(Samay from Citus) This blog post is quite different than Cloudflare's old pipel...

(Samay from Citus)

This blog post is quite different than Cloudflare's old pipeline. I can think of three fundamental differences.

(1) Cloudflare's pipeline used an old version of Citus. On that version, Citus was still a proprietary database that forked from Postgres. Since then, Citus became an extension of Postgres (not a fork) and went open source.

(2) Features highlighted in this blog post weren't available in the old version of Citus. Example features are hash distribution, distributed roll-ups, and sharding by site_id and partitioning by time.
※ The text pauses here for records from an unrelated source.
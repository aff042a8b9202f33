// ABOUTME: HTTP REST endpoints for configuration management and parameter exposure
// ABOUTME: Provides A2A protocol access to the runtime configuration system
//
// SPDX-License-Identifier: MIT OR Apache-2.0
// Copyright (c) 2025 Pierre Fitness Intelligence

//! Configuration Management Routes
//!
// NOTE: All `.clone()` calls in this file are Safe - they are necessary for:
// - Configuration key ownership transfers in map operations (`k.clone()`)
// - Configuration value ownership for profile descriptions and session data
// - Validation result ownership transfers and HashMap ownership for responses
//! HTTP endpoints for managing runtime configuration parameters,
//! physiological profiles, and personalized training zones.

use crate::auth::AuthResult;
use crate::configuration::{
    catalog::{CatalogBuilder, ConfigCatalog},
    profiles::{ConfigProfile, ProfileTemplates},
    runtime::{ConfigValue, RuntimeConfig},
    validation::ConfigValidator,
    vo2_max::VO2MaxCalculator,
};
use crate::database_plugins::DatabaseProvider;
use crate::errors::{AppError, AppResult};
use crate::types::json_schemas;
use serde::{Deserialize, Serialize};
use std::collections::HashMap;
use uuid::Uuid;

// ================================================================================================
// Request/Response Models
// ================================================================================================

/// Request to update configuration with profile and parameter overrides
#[derive(Debug, Deserialize)]
pub struct UpdateConfigurationRequest {
    /// Optional profile to apply
    pub profile: Option<String>,
    /// Parameter overrides to apply (typed values instead of generic JSON)
    #[serde(default)]
    pub parameters: HashMap<String, json_schemas::ConfigValueInput>,
}

/// Request to calculate personalized training zones based on physiological parameters
#[derive(Debug, Deserialize)]
pub struct PersonalizedZonesRequest {
    /// VO2 max in ml/kg/min
    pub vo2_max: f64,
    /// Resting heart rate in bpm (optional, defaults to 60)
    pub resting_hr: Option<u16>,
    /// Maximum heart rate in bpm (optional, defaults to 190)
    pub max_hr: Option<u16>,
    /// Lactate threshold as percentage of VO2 max (optional, defaults to 0.85)
    pub lactate_threshold: Option<f64>,
    /// Sport efficiency factor (optional, defaults to 1.0)
    pub sport_efficiency: Option<f64>,
}

/// Request to validate configuration parameters against safety constraints
#[derive(Debug, Deserialize)]
pub struct ValidateConfigurationRequest {
    /// Parameters to validate (typed values instead of generic JSON)
    pub parameters: HashMap<String, json_schemas::ConfigValueInput>,
}

/// Response containing the complete configuration catalog
#[derive(Debug, Serialize)]
pub struct ConfigurationCatalogResponse {
    /// Complete configuration catalog
    pub catalog: ConfigCatalog,
    /// Response metadata
    pub metadata: ResponseMetadata,
}

/// Response containing available configuration profiles
#[derive(Debug, Serialize)]
pub struct ConfigurationProfilesResponse {
    /// Available configuration profiles
    pub profiles: Vec<ProfileInfo>,
    /// Total count of profiles
    pub total_count: usize,
    /// Response metadata
    pub metadata: ResponseMetadata,
}

/// Information about a single configuration profile
#[derive(Debug, Serialize)]
pub struct ProfileInfo {
    /// Profile name
    pub name: String,
    /// Profile type identifier
    pub profile_type: String,
    /// Profile description
    pub description: String,
    /// Profile configuration
    pub profile: ConfigProfile,
}

/// Response containing user's current configuration state
#[derive(Debug, Serialize)]
pub struct UserConfigurationResponse {
    /// User ID
    pub user_id: Uuid,
    /// Active profile name
    pub active_profile: String,
    /// Configuration details
    pub configuration: ConfigurationDetails,
    /// Available parameters count
    pub available_parameters: usize,
    /// Response metadata
    pub metadata: ResponseMetadata,
}

/// Detailed configuration state for a user
#[derive(Debug, Serialize)]
pub struct ConfigurationDetails {
    /// Active profile
    pub profile: ConfigProfile,
    /// Session overrides
    pub session_overrides: HashMap<String, ConfigValue>,
    /// Last modified timestamp
    pub last_modified: chrono::DateTime<chrono::Utc>,
}

/// Response after updating user configuration
#[derive(Debug, Serialize)]
pub struct UpdateConfigurationResponse {
    /// User ID
    pub user_id: Uuid,
    /// Updated configuration details
    pub updated_configuration: UpdatedConfigurationDetails,
    /// Number of changes applied
    pub changes_applied: usize,
    /// Response metadata
    pub metadata: ResponseMetadata,
}

/// Details about the updated configuration state
#[derive(Debug, Serialize)]
pub struct UpdatedConfigurationDetails {
    /// Active profile name
    pub active_profile: String,
    /// Number of applied overrides
    pub applied_overrides: usize,
    /// Last modified timestamp
    pub last_modified: chrono::DateTime<chrono::Utc>,
}

/// Response containing personalized training zones based on user's physiology
#[derive(Debug, Serialize)]
pub struct PersonalizedZonesResponse {
    /// User profile parameters
    pub user_profile: UserProfileParameters,
    /// Calculated personalized zones
    pub personalized_zones: PersonalizedZones,
    /// Zone calculation methods
    pub zone_calculations: ZoneCalculationMethods,
    /// Response metadata
    pub metadata: ResponseMetadata,
}

/// User's physiological profile parameters used for zone calculations
#[derive(Debug, Serialize)]
pub struct UserProfileParameters {
    /// VO2 max value
    pub vo2_max: f64,
    /// Resting heart rate
    pub resting_hr: u16,
    /// Maximum heart rate
    pub max_hr: u16,
    /// Lactate threshold percentage
    pub lactate_threshold: f64,
    /// Sport efficiency factor
    pub sport_efficiency: f64,
}

/// All personalized training zones (HR, pace, power)
#[derive(Debug, Serialize)]
pub struct PersonalizedZones {
    /// Heart rate zones
    pub heart_rate_zones: crate::configuration::vo2_max::PersonalizedHRZones,
    /// Pace zones
    pub pace_zones: crate::configuration::vo2_max::PersonalizedPaceZones,
    /// Power zones
    pub power_zones: crate::configuration::vo2_max::PersonalizedPowerZones,
    /// Estimated FTP
    pub estimated_ftp: f64,
}

/// Methods and formulas used for zone calculations
#[derive(Debug, Serialize)]
pub struct ZoneCalculationMethods {
    /// Heart rate calculation method
    pub method: String,
    /// Pace formula used
    pub pace_formula: String,
    /// Power estimation method
    pub power_estimation: String,
}

/// Response from configuration parameter validation
#[derive(Debug, Serialize)]
pub struct ValidationResponse {
    /// Whether validation passed
    pub validation_passed: bool,
    /// Number of parameters validated
    pub parameters_validated: usize,
    /// Validation details or errors
    pub validation_details: ValidationDetails,
    /// Safety check information
    pub safety_checks: SafetyChecks,
    /// Response metadata
    pub metadata: ResponseMetadata,
}
// ABOUTME: Social features models for coach-mediated sharing
// ABOUTME: Friend connections, shared insights, reactions, and privacy settings
//
// SPDX-License-Identifier: MIT OR Apache-2.0
// Copyright (c) 2025 Pierre Fitness Intelligence

use std::fmt::{Display, Formatter, Result as FmtResult};
use std::str::FromStr;

use chrono::{DateTime, Utc};
use serde::{Deserialize, Serialize};
use uuid::Uuid;

use crate::errors::AppError;
use crate::intelligence::InsightSharingPolicy;

// ============================================================================
// Enums
// ============================================================================

/// Status of a friend connection request
#[non_exhaustive]
#[derive(Debug, Clone, Copy, Serialize, Deserialize, PartialEq, Eq, Default)]
#[serde(rename_all = "snake_case")]
pub enum FriendStatus {
    /// Request sent, awaiting acceptance
    #[default]
    Pending,
    /// Both users have connected
    Accepted,
    /// Request was declined by receiver
    Declined,
    /// One user blocked the other
    Blocked,
}

impl Display for FriendStatus {
    fn fmt(&self, f: &mut Formatter<'_>) -> FmtResult {
        match self {
            Self::Pending => write!(f, "pending"),
            Self::Accepted => write!(f, "accepted"),
            Self::Declined => write!(f, "declined"),
            Self::Blocked => write!(f, "blocked"),
        }
    }
}

impl FromStr for FriendStatus {
    type Err = AppError;

    fn from_str(s: &str) -> Result<Self, Self::Err> {
        match s.to_lowercase().as_str() {
            "pending" => Ok(Self::Pending),
            "accepted" => Ok(Self::Accepted),
            "declined" => Ok(Self::Declined),
            "blocked" => Ok(Self::Blocked),
            _ => Err(AppError::invalid_input(format!(
                "Invalid friend status: {s}"
            ))),
        }
    }
}

impl FriendStatus {
    /// Database string representation
    #[must_use]
    pub const fn as_str(&self) -> &'static str {
        match self {
            Self::Pending => "pending",
            Self::Accepted => "accepted",
            Self::Declined => "declined",
            Self::Blocked => "blocked",
        }
    }

    /// Whether this status represents an active friendship
    #[must_use]
    pub const fn is_connected(&self) -> bool {
        matches!(self, Self::Accepted)
    }
}

/// Visibility setting for shared insights
#[non_exhaustive]
#[derive(Debug, Clone, Copy, Serialize, Deserialize, PartialEq, Eq, Default)]
#[serde(rename_all = "snake_case")]
pub enum ShareVisibility {
    /// Only visible to friends
    #[default]
    FriendsOnly,
    /// Visible to all users on the platform
    Public,
}

impl Display for ShareVisibility {
    fn fmt(&self, f: &mut Formatter<'_>) -> FmtResult {
        match self {
            Self::FriendsOnly => write!(f, "friends_only"),
            Self::Public => write!(f, "public"),
        }
    }
}

impl FromStr for ShareVisibility {
    type Err = AppError;

    fn from_str(s: &str) -> Result<Self, Self::Err> {
        match s.to_lowercase().as_str() {
            "friends_only" => Ok(Self::FriendsOnly),
            "public" => Ok(Self::Public),
            _ => Err(AppError::invalid_input(format!(
                "Invalid share visibility: {s}"
            ))),
        }
    }
}

impl ShareVisibility {
    /// Database string representation
    #[must_use]
    pub const fn as_str(&self) -> &'static str {
        match self {
            Self::FriendsOnly => "friends_only",
            Self::Public => "public",
        }
    }
}

/// Type of coach insight that can be shared
///
/// These represent the categories of shareable content that the AI coach generates.
/// Each type has different privacy implications and sharing contexts.
#[non_exhaustive]
#[derive(Debug, Clone, Copy, Serialize, Deserialize, PartialEq, Eq)]
#[serde(rename_all = "snake_case")]
pub enum InsightType {
    /// A fitness achievement (PR, streak, goal reached)
    Achievement,
    /// A training milestone (100th run, 1000km total, etc.)
    Milestone,
    /// A training tip or recommendation from the coach
    TrainingTip,
    /// Recovery-related insight (good recovery, rest suggestion)
    Recovery,
    /// Motivational content or encouragement
    Motivation,
    /// A direct message from a coach chat conversation
    CoachingInsight,
}

impl Display for InsightType {
    fn fmt(&self, f: &mut Formatter<'_>) -> FmtResult {
        match self {
            Self::Achievement => write!(f, "achievement"),
            Self::Milestone => write!(f, "milestone"),
            Self::TrainingTip => write!(f, "training_tip"),
            Self::Recovery => write!(f, "recovery"),
            Self::Motivation => write!(f, "motivation"),
            Self::CoachingInsight => write!(f, "coaching_insight"),
        }
    }
}

impl FromStr for InsightType {
    type Err = AppError;

    fn from_str(s: &str) -> Result<Self, Self::Err> {
        match s.to_lowercase().as_str() {
            "achievement" => Ok(Self::Achievement),
            "milestone" => Ok(Self::Milestone),
            "training_tip" => Ok(Self::TrainingTip),
            "recovery" => Ok(Self::Recovery),
            "motivation" => Ok(Self::Motivation),
            "coaching_insight" => Ok(Self::CoachingInsight),
            _ => Err(AppError::invalid_input(format!(
                "Invalid insight type: {s}"
            ))),
        }
    }
}

impl InsightType {
    /// Database string representation
    #[must_use]
    pub const fn as_str(&self) -> &'static str {
        match self {
            Self::Achievement => "achievement",
            Self::Milestone => "milestone",
            Self::TrainingTip => "training_tip",
            Self::Recovery => "recovery",
            Self::Motivation => "motivation",
            Self::CoachingInsight => "coaching_insight",
        }
    }

    /// Human-readable description of this insight type
    #[must_use]
    pub const fn description(&self) -> &'static str {
        match self {
            Self::Achievement => "Fitness achievement",
            Self::Milestone => "Training milestone",
            Self::TrainingTip => "Training recommendation",
            Self::Recovery => "Recovery insight",
            Self::Motivation => "Motivational message",
            Self::CoachingInsight => "Coach chat message",
        }
    }
}

/// Types of reactions users can give to shared insights
#[non_exhaustive]
#[derive(Debug, Clone, Copy, Serialize, Deserialize, PartialEq, Eq)]
#[serde(rename_all = "snake_case")]
pub enum ReactionType {
    /// Simple like/thumbs up
    Like,
    /// Celebration for achievements
    Celebrate,
    /// Inspired by the insight
    Inspire,
    /// Supportive reaction
    Support,
}

impl Display for ReactionType {
    fn fmt(&self, f: &mut Formatter<'_>) -> FmtResult {
        match self {
            Self::Like => write!(f, "like"),
            Self::Celebrate => write!(f, "celebrate"),
            Self::Inspire => write!(f, "inspire"),
            Self::Support => write!(f, "support"),
        }
    }
}

impl FromStr for ReactionType {
    type Err = AppError;

    fn from_str(s: &str) -> Result<Self, Self::Err> {
        match s.to_lowercase().as_str() {
            "like" => Ok(Self::Like),
            "celebrate" => Ok(Self::Celebrate),
            "inspire" => Ok(Self::Inspire),
            "support" => Ok(Self::Support),
            _ => Err(AppError::invalid_input(format!(
                "Invalid reaction type: {s}"
            ))),
        }
    }
}

impl ReactionType {
    /// Database string representation
    #[must_use]
    pub const fn as_str(&self) -> &'static str {
        match self {
            Self::Like => "like",
            Self::Celebrate => "celebrate",
            Self::Inspire => "inspire",
            Self::Support => "support",
        }
    }

    /// Emoji representation for UI display
    #[must_use]
    pub const fn emoji(&self) -> &'static str {
        match self {
            Self::Like => "ðŸ‘",
            Self::Celebrate => "ðŸŽ‰",
            Self::Inspire => "ðŸ’ª",
            Self::Support => "ðŸ¤—",
        }
    }
}

/// Training phase context for insights
#[non_exhaustive]
#[derive(Debug, Clone, Copy, Serialize, Deserialize, PartialEq, Eq)]
#[serde(rename_all = "snake_case")]
pub enum TrainingPhase {
    /// Building aerobic base
    Base,
    /// Increasing intensity and volume
    Build,
    /// Peak performance preparation
    Peak,
    /// Recovery and rest period
    Recovery,
}

impl Display for TrainingPhase {
    fn fmt(&self, f: &mut Formatter<'_>) -> FmtResult {
        match self {
            Self::Base => write!(f, "base"),
            Self::Build => write!(f, "build"),
            Self::Peak => write!(f, "peak"),
            Self::Recovery => write!(f, "recovery"),
        }
    }
}

impl FromStr for TrainingPhase {
    type Err = AppError;

    fn from_str(s: &str) -> Result<Self, Self::Err> {
        match s.to_lowercase().as_str() {
            "base" => Ok(Self::Base),
            "build" => Ok(Self::Build),
            "peak" => Ok(Self::Peak),
            "recovery" => Ok(Self::Recovery),
            _ => Err(AppError::invalid_input(format!(
                "Invalid training phase: {s}"
            ))),
        }
    }
}

impl TrainingPhase {
    /// Database string representation
    #[must_use]
    pub const fn as_str(&self) -> &'static str {
        match self {
            Self::Base => "base",
            Self::Build => "build",
            Self::Peak => "peak",
            Self::Recovery => "recovery",
        }
    }
}

// ============================================================================
// Structs
// ============================================================================

/// Represents a friend connection between two users
///
/// Connections are bidirectional and require mutual acceptance.
/// The initiator sends the request, the receiver accepts/declines.
#[derive(Debug, Clone, Serialize, Deserialize)]
pub struct FriendConnection {
    /// Unique identifier for this connection
    pub id: Uuid,
    /// User who initiated the friend request
    pub initiator_id: Uuid,
    /// User who received the friend request
    pub receiver_id: Uuid,
    /// Current status of the connection
    pub status: FriendStatus,
    /// When the request was created
    pub created_at: DateTime<Utc>,
    /// When the connection was last updated
    pub updated_at: DateTime<Utc>,
    /// When the request was accepted (if accepted)
    pub accepted_at: Option<DateTime<Utc>>,
}
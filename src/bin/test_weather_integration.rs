// ABOUTME: Weather integration testing utility for validating environmental data correlation with activities
// ABOUTME: Integration testing tool for weather API connectivity and activity-weather data correlation
use chrono::Utc;
use pierre_mcp_server::config::fitness_config::WeatherApiConfig;
use pierre_mcp_server::intelligence::weather::WeatherService;
use pierre_mcp_server::models::{Activity, SportType};

fn create_test_activity() -> Activity {
    Activity {
        id: "test_weather".into(),
        name: "Test Weather Integration".into(),
        sport_type: SportType::Run,
        start_date: Utc::now(),
        duration_seconds: 3600,         // 1 hour
        distance_meters: Some(10000.0), // 10km
        elevation_gain: Some(100.0),
        average_heart_rate: Some(155),
        max_heart_rate: Some(180),
        average_speed: Some(2.78), // ~10 km/h
        max_speed: Some(4.17),
        calories: Some(500),
        steps: None,
        heart_rate_zones: None,

        // Advanced metrics (all None for test)
        average_power: None,
        max_power: None,
        normalized_power: None,
        power_zones: None,
        ftp: None,
        average_cadence: None,
        max_cadence: None,
        hrv_score: None,
        recovery_heart_rate: None,
        temperature: None,
        humidity: None,
        average_altitude: None,
        wind_speed: None,
        ground_contact_time: None,
        vertical_oscillation: None,
        stride_length: None,
        running_power: None,
        breathing_rate: None,
        spo2: None,
        training_stress_score: None,
        intensity_factor: None,
        suffer_score: None,
        time_series_data: None,

        start_latitude: Some(45.5017), // Montreal
        start_longitude: Some(-73.5673),
        city: None,
        region: None,
        country: None,
        trail_name: None,
        provider: "test".into(),
    }
}

async fn test_weather_service(activity: &Activity) -> Result<(), Box<dyn std::error::Error>> {
    // Test with default configuration (will use mock weather)
    println!(
        "\nLocation Activity Location: Montreal, Canada ({}, {})",
        activity.start_latitude.unwrap(),
        activity.start_longitude.unwrap()
    );

    // Create weather service with default config
    let config = WeatherApiConfig::default();
    let mut weather_service =
        WeatherService::new(config, std::env::var("OPENWEATHER_API_KEY").ok());

    println!("\nTool Weather Service Configuration:");
    println!("   Provider: {}", weather_service.get_config().provider);
    println!("   Enabled: {}", weather_service.get_config().enabled);
    println!(
        "   Cache Duration: {} hours",
        weather_service.get_config().cache_duration_hours
    );

    // Test weather retrieval
    println!("\nWeather  Fetching Weather Data...");

    match weather_service
        .get_weather_for_activity(
            activity.start_latitude,
            activity.start_longitude,
            activity.start_date,
        )
        .await
    {
        Ok(Some(weather)) => {
            println!("Success Weather Data Retrieved:");
            println!("   Temperature: {:.1}°C", weather.temperature_celsius);
            println!("   Conditions: {}", weather.conditions);

            if let Some(humidity) = weather.humidity_percentage {
                println!("   Humidity: {humidity:.1}%");
            }

            if let Some(wind_speed) = weather.wind_speed_kmh {
                println!("   Wind Speed: {wind_speed:.1} km/h");
            }

            // Test weather impact analysis
            println!("\nData Weather Impact Analysis:");
            let impact = weather_service.analyze_weather_impact(&weather);
            println!("   Difficulty Level: {:?}", impact.difficulty_level);
            println!(
                "   Performance Adjustment: {:.1}%",
                impact.performance_adjustment
            );

            if !impact.impact_factors.is_empty() {
                println!("   Impact Factors:");
                for factor in &impact.impact_factors {
                    println!("     • {factor}");
                }
            }
        }
        Ok(None) => {
            println!("Info  No weather data available (missing GPS coordinates)");
        }
        Err(e) => {
            println!("Warning  Weather fetch failed: {e}");
            println!("   This is expected if OPENWEATHER_API_KEY is not set or API is disabled");
        }
    }

    println!("\nSuccess Weather Integration Test Complete!");
    println!("\nSummary Next Steps:");
    println!("   1. Set OPENWEATHER_API_KEY environment variable for real weather");
    println!("   2. Test with real Strava activities using: cargo run --bin test-with-data");
    println!("   3. Check activity intelligence includes weather context");

    Ok(())
}

#[tokio::main]
async fn main() -> Result<(), Box<dyn std::error::Error>> {
    println!("Weather  Testing Weather Integration");
    println!("================================");

    let activity = create_test_activity();
    test_weather_service(&activity).await?;

    Ok(())
}
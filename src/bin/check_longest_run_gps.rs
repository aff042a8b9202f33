// ABOUTME: GPS data validation utility for verifying location accuracy in longest running activities
// ABOUTME: Diagnostic tool for checking GPS track quality and geographic data integrity
use anyhow::Result;
use serde_json::{json, Value};
use std::io::{BufRead, BufReader, Write};
use std::net::TcpStream;

fn initialize_connection() -> Result<(TcpStream, BufReader<TcpStream>)> {
    println!("Location  Checking GPS Coordinates for Longest Run");
    println!("============================================");

    // Connect to MCP server
    let mut stream = TcpStream::connect("127.0.0.1:8080")?;
    let mut reader = BufReader::new(stream.try_clone()?);

    // Send initialize request
    let init_request = json!({
        "jsonrpc": "2.0",
        "id": 1,
        "method": "initialize",
        "params": {
            "protocolVersion": "2024-11-05",
            "capabilities": {
                "tools": {}
            },
            "clientInfo": {
                "name": "gps-check-client",
                "version": "0.1.0"
            }
        }
    });

    writeln!(stream, "{init_request}")?;

    let mut line = String::new();
    reader.read_line(&mut line)?;
    let init_response: Value = serde_json::from_str(&line)?;
    println!("Success MCP connection initialized");

    // Validate initialization response
    if let Some(result) = init_response.get("result") {
        if let Some(server_info) = result.get("serverInfo") {
            if let Some(name) = server_info.get("name") {
                println!("   Server: {name}");
            }
            if let Some(version) = server_info.get("version") {
                println!("   Version: {version}");
            }
        }
    }

    Ok((stream, reader))
}

fn fetch_activities(
    stream: &mut TcpStream,
    reader: &mut BufReader<TcpStream>,
) -> Result<Vec<Value>> {
    println!("\nData Retrieving activities...");

    let mut all_activities: Vec<Value> = Vec::new();
    let mut page = 1;
    let limit = 50;

    // Get first few pages to find the longest run
    while page <= 3 {
        let offset = (page - 1) * limit;
        let activities_request = json!({
            "jsonrpc": "2.0",
            "method": "tools/call",
            "params": {
                "name": "get_activities",
                "arguments": {
                    "provider": "strava",
                    "limit": limit,
                    "offset": offset
                }
            },
            "id": page + 1
        });

        writeln!(stream, "{activities_request}")?;
        let mut line = String::new();
        reader.read_line(&mut line)?;
        let response: Value = serde_json::from_str(&line)?;

        if let Some(result) = response.get("result") {
            if let Some(activities) = result.as_array() {
                if activities.is_empty() {
                    break;
                }
                all_activities.extend(activities.iter().cloned());
                println!(
                    "Page Retrieved page {page} with {} activities",
                    activities.len()
                );
                page += 1;
            } else {
                break;
            }
        } else {
            println!("Error Error retrieving activities: {response:?}");
            return Ok(all_activities);
        }
    }

    Ok(all_activities)
}

fn find_longest_2025_run(all_activities: &[Value]) -> Option<&Value> {
    // Find 2025 runs
    let mut runs_2025 = Vec::new();
    for activity in all_activities {
        if let (Some(sport_type), Some(start_date)) =
            (activity.get("sport_type"), activity.get("start_date"))
        {
            if sport_type == "run" && start_date.as_str().unwrap_or("").starts_with("2025") {
                runs_2025.push(activity);
            }
        }
    }

    println!("\nRun Found {} runs in 2025", runs_2025.len());

    // Find the longest run
    runs_2025
        .iter()
        .max_by(|a, b| {
            let dist_a = a
                .get("distance_meters")
                .and_then(serde_json::Value::as_f64)
                .unwrap_or(0.0);
            let dist_b = b
                .get("distance_meters")
                .and_then(serde_json::Value::as_f64)
                .unwrap_or(0.0);
            dist_a.partial_cmp(&dist_b).unwrap()
        })
        .copied()
}

async fn test_location_service(lat: f64, lon: f64) -> Result<()> {
    println!("\nTest Testing Location Service...");
    let mut location_service = pierre_mcp_server::intelligence::location::LocationService::new();

    match location_service
        .get_location_from_coordinates(lat, lon)
        .await
    {
        Ok(location_data) => {
            println!("Success Location data retrieved:");
            println!("   Location Display Name: {}", location_data.display_name);
            if let Some(city) = &location_data.city {
                println!("   City  City: {city}");
            }
            if let Some(region) = &location_data.region {
                println!("   Location  Region: {region}");
            }
            if let Some(country) = &location_data.country {
                println!("   Country Country: {country}");
            }
            if let Some(trail_name) = &location_data.trail_name {
                println!("   Trail Trail: {trail_name}");
            }
        }
        Err(e) => {
            println!("Error Failed to get location data: {e}");
            println!("   This could be due to API rate limiting or network issues");
        }
    }
    Ok(())
}

#[tokio::main]
async fn main() -> Result<()> {
    // Initialize connection
    let (mut stream, mut reader) = initialize_connection()?;

    // Fetch activities
    let all_activities = fetch_activities(&mut stream, &mut reader)?;

    // Find longest 2025 run
    let longest_run = find_longest_2025_run(&all_activities);

    let Some(longest_run) = longest_run else {
        println!("Error No runs found in 2025");
        return Ok(());
    };

    let distance_km = longest_run
        .get("distance_meters")
        .and_then(serde_json::Value::as_f64)
        .unwrap_or(0.0)
        / 1000.0;

    let activity_id = longest_run
        .get("id")
        .and_then(|id| id.as_str())
        .unwrap_or("");
    let name = longest_run
        .get("name")
        .and_then(|n| n.as_str())
        .unwrap_or("");

    println!("\nTarget LONGEST RUN IN 2025:");
    println!("   Name Name: {name}");
    println!("   Distance Distance: {distance_km:.2} km");
    println!("   ID Activity ID: {activity_id}");

    // Check GPS coordinates
    let start_lat = longest_run
        .get("start_latitude")
        .and_then(serde_json::Value::as_f64);
    let start_lon = longest_run
        .get("start_longitude")
        .and_then(serde_json::Value::as_f64);

    if let (Some(lat), Some(lon)) = (start_lat, start_lon) {
        println!("   Location GPS Coordinates: {lat:.6}, {lon:.6}");
        println!("   Success Activity HAS GPS coordinates - location intelligence should work!");

        test_location_service(lat, lon).await?;
    } else {
        println!("   Error No GPS coordinates available for this activity");
        println!(
            "   Summary Raw activity data: {}",
            serde_json::to_string_pretty(longest_run)?
        );
    }

    Ok(())
}
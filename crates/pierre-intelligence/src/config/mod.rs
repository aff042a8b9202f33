// ABOUTME: Configuration module for pierre-intelligence crate
// ABOUTME: Re-exports intelligence configuration types
//
// SPDX-License-Identifier: MIT OR Apache-2.0
// Copyright (c) 2025 Pierre Fitness Intelligence

/// Intelligence module configuration (recommendations, performance, goals, etc.)
pub mod intelligence;

pub use intelligence::IntelligenceConfig;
These features help in two ways: (a) They simplify the overall pipeline quite a bit. You don't need to rely on a single Postgres node and Kafka queues to do roll-ups. (b) Your end to end price-performance improves by 4-5x. You can ingest larger volumes of data through sharding + time partitioning. You can also do parallel roll-ups inside the database. Neither of these were possible back in the day.

(3) Similarly, Cloudflare outlined issues around single point of failures around Postgres / Citus: https://blog.cloudflare.com/http-analytics-for-6m-requests-p...

Postgres streaming replication and Citus' HA solutions have come a long way in the past three years. These points shouldn't be an issue in newer versions.

Overall, the database space is an exciting market, where products continuously evolve. This blog post presents a reference architecture that uses new features in Citus - that have been added in the past three years and that our customers are using today.